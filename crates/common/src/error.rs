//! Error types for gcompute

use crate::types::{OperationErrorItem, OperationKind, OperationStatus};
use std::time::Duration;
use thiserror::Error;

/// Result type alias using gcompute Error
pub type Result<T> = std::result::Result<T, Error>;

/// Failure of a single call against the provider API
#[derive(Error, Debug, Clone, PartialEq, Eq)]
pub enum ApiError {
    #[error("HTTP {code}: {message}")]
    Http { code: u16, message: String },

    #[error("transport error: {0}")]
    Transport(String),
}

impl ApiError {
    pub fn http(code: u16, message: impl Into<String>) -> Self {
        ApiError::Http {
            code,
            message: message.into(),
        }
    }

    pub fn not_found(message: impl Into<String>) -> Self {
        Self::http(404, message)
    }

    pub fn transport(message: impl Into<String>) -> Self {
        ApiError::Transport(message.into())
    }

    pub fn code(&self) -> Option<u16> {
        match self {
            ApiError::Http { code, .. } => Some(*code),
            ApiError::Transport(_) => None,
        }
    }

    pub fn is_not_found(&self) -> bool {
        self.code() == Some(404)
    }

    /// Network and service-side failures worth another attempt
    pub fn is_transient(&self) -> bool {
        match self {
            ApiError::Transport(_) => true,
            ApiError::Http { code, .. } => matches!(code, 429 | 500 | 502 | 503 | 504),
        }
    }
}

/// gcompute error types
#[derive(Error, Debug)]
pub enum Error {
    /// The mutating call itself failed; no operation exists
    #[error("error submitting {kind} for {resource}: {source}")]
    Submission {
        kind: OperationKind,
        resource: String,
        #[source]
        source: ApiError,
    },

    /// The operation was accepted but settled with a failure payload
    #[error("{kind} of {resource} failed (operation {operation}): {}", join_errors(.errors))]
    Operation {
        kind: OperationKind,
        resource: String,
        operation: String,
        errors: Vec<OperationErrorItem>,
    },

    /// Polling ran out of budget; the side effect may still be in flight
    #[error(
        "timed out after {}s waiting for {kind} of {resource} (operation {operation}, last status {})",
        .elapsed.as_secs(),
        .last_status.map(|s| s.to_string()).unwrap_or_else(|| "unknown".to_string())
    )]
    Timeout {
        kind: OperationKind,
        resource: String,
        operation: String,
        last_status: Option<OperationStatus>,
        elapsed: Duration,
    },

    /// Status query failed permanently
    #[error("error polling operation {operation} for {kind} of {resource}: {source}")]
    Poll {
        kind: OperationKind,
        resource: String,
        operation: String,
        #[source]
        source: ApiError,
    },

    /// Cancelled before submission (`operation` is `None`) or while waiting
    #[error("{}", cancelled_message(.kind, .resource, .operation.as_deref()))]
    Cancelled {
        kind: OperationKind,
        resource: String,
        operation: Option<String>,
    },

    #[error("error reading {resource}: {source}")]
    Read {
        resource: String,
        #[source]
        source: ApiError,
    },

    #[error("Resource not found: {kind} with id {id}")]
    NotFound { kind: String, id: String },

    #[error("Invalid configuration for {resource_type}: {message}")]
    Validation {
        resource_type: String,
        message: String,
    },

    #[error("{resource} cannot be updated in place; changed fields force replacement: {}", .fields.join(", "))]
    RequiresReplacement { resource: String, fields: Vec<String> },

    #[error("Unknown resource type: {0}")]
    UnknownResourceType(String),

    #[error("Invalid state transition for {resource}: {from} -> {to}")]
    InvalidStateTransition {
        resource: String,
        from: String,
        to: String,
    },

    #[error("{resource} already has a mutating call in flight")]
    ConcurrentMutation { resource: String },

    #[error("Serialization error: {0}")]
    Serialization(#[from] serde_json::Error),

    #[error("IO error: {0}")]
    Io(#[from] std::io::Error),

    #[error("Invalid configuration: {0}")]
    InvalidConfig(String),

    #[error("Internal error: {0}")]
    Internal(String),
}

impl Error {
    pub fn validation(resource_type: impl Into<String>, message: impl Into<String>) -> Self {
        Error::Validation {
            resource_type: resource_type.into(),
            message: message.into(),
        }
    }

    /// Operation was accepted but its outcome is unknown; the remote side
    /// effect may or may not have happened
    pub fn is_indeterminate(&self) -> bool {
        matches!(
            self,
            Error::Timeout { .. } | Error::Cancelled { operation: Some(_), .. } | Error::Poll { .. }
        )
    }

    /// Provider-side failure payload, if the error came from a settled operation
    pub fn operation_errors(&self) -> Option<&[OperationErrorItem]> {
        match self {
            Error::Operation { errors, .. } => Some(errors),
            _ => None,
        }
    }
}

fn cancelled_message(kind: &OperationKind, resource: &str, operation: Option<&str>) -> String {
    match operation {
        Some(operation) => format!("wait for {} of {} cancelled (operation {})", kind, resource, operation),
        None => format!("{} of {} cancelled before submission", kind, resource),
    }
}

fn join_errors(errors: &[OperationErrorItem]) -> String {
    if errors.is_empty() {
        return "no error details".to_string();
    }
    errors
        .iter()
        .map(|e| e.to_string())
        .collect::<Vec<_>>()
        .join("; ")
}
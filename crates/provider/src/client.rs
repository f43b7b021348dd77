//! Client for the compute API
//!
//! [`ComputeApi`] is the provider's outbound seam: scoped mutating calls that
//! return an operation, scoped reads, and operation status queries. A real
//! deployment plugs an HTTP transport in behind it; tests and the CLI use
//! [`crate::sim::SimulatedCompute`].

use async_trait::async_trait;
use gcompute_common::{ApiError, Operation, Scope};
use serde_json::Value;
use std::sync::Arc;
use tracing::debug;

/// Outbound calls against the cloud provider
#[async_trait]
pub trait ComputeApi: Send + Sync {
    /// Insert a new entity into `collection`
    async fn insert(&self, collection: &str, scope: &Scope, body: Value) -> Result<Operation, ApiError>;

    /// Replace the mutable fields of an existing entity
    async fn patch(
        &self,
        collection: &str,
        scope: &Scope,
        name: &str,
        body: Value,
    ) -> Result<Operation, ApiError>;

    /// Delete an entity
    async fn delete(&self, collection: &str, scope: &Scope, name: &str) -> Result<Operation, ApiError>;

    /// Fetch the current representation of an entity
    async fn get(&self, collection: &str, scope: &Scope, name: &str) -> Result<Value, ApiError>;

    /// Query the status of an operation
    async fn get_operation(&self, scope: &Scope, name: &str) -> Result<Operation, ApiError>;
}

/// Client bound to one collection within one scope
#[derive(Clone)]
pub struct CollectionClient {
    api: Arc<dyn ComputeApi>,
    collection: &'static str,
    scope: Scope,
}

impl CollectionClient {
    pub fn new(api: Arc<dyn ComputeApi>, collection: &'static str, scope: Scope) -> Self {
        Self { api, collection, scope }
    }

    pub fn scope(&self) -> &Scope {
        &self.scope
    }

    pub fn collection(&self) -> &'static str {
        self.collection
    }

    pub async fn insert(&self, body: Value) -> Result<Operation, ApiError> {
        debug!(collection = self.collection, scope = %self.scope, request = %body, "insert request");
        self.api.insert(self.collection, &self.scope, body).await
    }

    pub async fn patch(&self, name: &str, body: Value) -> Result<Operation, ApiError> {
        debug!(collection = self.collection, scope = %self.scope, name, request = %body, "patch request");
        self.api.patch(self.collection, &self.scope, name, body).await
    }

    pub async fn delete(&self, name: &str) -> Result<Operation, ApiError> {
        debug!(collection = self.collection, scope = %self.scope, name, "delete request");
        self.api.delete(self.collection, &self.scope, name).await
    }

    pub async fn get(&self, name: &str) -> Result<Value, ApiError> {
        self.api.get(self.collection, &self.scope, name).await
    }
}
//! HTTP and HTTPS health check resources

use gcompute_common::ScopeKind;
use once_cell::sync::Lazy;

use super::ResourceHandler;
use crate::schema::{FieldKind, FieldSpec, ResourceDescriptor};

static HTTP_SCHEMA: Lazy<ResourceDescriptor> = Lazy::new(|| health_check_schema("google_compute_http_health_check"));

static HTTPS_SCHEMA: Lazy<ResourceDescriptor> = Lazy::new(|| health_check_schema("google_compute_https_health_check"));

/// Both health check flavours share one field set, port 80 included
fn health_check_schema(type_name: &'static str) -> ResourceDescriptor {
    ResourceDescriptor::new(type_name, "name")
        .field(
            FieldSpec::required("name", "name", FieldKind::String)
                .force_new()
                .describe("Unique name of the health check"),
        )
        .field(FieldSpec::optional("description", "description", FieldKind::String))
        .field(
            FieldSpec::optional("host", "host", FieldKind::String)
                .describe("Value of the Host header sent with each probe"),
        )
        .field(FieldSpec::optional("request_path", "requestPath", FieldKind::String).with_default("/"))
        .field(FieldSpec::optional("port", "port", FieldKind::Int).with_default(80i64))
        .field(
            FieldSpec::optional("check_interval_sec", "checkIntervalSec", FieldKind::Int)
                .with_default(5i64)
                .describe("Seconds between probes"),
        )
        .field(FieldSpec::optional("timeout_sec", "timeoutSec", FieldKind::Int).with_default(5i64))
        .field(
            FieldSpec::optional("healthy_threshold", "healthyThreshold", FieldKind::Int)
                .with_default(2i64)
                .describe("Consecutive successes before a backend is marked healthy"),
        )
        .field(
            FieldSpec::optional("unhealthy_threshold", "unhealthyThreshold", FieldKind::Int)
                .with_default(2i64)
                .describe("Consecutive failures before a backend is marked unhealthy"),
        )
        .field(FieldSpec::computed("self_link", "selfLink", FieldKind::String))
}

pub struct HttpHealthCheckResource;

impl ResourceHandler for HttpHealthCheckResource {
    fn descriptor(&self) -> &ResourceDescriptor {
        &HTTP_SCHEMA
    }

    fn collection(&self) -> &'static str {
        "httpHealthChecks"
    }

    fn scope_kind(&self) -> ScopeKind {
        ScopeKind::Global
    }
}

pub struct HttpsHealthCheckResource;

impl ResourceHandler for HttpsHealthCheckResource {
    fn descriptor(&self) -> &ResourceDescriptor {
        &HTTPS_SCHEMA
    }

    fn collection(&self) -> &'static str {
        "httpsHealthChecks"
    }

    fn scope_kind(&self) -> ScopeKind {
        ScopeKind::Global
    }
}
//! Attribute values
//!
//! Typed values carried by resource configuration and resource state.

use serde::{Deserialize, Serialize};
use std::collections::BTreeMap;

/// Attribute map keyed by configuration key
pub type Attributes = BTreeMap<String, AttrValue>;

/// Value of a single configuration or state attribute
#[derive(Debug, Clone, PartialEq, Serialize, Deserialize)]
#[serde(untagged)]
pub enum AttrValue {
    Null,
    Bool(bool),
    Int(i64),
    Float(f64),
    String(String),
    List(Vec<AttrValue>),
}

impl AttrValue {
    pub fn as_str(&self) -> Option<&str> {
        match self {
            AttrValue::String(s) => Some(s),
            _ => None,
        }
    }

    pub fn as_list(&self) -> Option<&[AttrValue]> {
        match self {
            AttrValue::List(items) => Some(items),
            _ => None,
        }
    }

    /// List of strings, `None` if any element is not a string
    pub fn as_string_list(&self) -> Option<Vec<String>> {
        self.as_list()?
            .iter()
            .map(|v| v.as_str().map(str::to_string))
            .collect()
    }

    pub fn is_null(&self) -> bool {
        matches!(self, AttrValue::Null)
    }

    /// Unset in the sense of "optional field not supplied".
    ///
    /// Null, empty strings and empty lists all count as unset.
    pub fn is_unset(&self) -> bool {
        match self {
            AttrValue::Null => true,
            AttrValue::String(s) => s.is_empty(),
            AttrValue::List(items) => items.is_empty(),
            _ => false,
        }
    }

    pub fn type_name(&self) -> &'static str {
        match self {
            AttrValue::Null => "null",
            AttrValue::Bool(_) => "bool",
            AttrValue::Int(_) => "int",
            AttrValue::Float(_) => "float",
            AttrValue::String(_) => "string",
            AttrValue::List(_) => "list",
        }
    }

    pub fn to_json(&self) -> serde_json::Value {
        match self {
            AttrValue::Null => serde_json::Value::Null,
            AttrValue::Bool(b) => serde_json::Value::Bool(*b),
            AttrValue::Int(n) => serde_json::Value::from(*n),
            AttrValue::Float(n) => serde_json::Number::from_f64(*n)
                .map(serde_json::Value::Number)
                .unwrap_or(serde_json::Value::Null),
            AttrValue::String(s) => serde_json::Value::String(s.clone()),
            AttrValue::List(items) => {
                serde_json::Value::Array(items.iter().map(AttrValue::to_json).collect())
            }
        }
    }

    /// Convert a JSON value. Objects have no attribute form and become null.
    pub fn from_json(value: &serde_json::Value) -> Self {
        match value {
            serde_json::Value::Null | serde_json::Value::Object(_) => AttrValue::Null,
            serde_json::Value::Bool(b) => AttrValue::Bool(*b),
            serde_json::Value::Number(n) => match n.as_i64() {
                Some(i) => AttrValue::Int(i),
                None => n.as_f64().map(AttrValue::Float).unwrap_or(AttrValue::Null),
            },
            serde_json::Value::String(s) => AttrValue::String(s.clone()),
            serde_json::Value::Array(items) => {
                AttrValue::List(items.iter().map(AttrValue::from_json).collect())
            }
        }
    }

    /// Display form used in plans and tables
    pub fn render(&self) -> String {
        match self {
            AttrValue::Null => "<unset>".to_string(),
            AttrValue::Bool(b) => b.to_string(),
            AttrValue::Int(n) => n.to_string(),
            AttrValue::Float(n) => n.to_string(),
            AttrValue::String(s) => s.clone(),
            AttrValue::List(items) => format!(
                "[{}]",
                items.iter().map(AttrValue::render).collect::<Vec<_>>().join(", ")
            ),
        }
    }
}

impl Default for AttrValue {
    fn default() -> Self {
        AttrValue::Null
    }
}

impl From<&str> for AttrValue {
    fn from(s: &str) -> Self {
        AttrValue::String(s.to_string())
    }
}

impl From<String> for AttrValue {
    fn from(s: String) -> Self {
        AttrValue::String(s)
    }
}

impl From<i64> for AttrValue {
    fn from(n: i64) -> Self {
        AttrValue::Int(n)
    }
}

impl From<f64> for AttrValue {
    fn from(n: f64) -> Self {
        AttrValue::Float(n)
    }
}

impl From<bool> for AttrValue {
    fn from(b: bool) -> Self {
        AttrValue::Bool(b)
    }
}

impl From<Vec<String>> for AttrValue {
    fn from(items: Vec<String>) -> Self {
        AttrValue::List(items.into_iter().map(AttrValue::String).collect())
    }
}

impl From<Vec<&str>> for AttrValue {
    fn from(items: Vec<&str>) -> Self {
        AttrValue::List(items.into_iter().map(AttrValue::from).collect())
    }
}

* _TASK STATEMENT_: Copy, without any change, the lines from the one that contains "fn from(b: bool)" to the final line of the entries above.

* _ANSWER BOX_:
    fn from(b: bool) -> Self {
        AttrValue::Bool(b)
    }
}

impl From<Vec<String>> for AttrValue {
    fn from(items: Vec<String>) -> Self {
        AttrValue::List(items.into_iter().map(AttrValue::String).collect())
    }
}

impl From<Vec<&str>> for AttrValue {
    fn from(items: Vec<&str>) -> Self {
        AttrValue::List(items.into_iter().map(AttrValue::from).collect())
    }
}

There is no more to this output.